**Listed entries**
-------

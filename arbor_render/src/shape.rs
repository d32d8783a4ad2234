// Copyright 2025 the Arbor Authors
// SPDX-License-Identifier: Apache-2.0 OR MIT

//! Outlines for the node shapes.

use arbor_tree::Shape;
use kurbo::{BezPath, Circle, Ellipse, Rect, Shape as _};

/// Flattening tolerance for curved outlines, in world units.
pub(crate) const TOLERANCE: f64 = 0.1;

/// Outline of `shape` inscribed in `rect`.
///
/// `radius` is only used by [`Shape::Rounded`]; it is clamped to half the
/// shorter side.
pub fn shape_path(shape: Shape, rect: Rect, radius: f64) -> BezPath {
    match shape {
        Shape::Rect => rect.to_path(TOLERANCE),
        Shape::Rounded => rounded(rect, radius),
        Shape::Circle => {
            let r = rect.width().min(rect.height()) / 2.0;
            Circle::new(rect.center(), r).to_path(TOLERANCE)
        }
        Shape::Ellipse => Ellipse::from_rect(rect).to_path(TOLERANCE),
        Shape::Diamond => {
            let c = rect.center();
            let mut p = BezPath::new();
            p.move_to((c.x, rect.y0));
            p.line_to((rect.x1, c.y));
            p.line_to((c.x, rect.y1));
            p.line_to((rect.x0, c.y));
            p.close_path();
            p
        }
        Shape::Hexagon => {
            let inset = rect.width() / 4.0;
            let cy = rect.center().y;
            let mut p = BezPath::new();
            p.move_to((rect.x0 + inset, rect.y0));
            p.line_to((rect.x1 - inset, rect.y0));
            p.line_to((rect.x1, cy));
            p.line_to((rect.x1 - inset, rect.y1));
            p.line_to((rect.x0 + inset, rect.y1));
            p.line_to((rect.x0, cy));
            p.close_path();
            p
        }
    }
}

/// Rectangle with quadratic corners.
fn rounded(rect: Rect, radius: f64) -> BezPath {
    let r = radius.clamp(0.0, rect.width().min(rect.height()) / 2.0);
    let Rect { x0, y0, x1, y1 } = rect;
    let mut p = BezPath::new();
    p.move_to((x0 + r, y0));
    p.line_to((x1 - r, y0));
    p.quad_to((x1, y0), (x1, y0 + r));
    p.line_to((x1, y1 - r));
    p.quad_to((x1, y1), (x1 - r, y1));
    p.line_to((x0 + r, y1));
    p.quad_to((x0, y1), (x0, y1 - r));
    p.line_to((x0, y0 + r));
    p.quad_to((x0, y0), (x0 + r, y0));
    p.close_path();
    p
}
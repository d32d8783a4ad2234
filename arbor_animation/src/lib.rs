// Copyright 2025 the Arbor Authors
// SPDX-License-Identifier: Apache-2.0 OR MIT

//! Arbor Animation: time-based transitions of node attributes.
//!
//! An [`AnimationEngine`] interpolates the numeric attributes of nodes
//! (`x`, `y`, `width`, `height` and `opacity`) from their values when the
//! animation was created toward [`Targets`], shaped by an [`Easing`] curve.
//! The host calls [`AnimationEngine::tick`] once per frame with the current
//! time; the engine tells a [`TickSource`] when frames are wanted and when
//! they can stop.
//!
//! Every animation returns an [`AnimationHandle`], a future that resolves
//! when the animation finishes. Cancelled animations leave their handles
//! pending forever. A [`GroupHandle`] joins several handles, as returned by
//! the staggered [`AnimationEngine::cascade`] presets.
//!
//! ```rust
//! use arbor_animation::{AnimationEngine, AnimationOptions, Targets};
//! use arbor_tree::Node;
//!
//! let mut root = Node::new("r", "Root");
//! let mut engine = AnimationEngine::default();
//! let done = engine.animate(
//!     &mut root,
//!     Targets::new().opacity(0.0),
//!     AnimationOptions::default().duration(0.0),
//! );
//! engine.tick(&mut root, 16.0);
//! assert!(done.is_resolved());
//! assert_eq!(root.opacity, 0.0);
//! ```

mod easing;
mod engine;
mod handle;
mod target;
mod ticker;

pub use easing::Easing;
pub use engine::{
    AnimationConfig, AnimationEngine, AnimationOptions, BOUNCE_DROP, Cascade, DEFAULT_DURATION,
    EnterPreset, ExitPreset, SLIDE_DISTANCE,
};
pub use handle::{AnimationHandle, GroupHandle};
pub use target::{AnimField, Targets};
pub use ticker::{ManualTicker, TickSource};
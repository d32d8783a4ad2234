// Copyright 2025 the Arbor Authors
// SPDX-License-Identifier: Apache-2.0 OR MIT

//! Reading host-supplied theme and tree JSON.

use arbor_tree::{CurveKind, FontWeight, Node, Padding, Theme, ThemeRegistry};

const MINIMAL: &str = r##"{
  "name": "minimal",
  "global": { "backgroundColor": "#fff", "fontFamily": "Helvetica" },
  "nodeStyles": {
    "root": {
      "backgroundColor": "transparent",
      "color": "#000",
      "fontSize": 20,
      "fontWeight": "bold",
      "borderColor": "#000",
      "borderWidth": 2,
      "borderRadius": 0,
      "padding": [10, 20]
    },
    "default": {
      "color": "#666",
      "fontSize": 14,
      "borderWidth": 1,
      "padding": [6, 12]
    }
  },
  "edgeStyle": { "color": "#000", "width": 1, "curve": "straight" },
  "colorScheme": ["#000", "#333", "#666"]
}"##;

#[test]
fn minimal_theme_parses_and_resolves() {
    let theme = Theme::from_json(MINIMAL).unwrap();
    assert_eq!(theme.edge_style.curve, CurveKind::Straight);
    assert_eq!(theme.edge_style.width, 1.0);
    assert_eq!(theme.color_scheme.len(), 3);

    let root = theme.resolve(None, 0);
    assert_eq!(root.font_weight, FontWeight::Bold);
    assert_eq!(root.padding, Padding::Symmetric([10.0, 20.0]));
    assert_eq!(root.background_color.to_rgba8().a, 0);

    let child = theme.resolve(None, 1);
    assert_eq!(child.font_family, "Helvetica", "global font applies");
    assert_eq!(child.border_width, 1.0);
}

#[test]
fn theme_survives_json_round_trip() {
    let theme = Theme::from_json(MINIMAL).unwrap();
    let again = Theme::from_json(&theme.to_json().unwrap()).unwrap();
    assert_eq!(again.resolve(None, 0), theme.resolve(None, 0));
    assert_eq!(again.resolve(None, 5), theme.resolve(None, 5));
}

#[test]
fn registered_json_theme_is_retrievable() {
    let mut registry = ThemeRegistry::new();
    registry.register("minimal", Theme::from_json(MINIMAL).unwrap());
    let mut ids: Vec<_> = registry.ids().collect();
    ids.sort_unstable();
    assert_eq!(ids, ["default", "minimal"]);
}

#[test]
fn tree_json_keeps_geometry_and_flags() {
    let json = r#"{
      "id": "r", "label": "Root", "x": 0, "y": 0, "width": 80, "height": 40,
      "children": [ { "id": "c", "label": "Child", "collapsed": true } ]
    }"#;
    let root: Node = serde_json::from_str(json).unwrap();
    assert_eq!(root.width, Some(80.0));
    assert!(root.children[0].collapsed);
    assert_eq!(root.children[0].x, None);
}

-------

**Problem to solve**
Taking the line with "p.line_to((x0 + r, y1));" as the first and the line with "future that resolves" as the last, retype that stretch of the data above exactly, with no other lines.

**Task output**
    p.line_to((x0 + r, y1));
    p.quad_to((x0, y1), (x0, y1 - r));
    p.line_to((x0, y0 + r));
    p.quad_to((x0, y0), (x0 + r, y0));
    p.close_path();
    p
}
repository d32d8783a4ad2234
filename arbor_animation/src/lib.rs
// Copyright 2025 the Arbor Authors
// SPDX-License-Identifier: Apache-2.0 OR MIT

//! Arbor Animation: time-based transitions of node attributes.
//!
//! An [`AnimationEngine`] interpolates the numeric attributes of nodes
//! (`x`, `y`, `width`, `height` and `opacity`) from their values when the
//! animation was created toward [`Targets`], shaped by an [`Easing`] curve.
//! The host calls [`AnimationEngine::tick`] once per frame with the current
//! time; the engine tells a [`TickSource`] when frames are wanted and when
//! they can stop.
//!
//! Every animation returns an [`AnimationHandle`], a future that resolves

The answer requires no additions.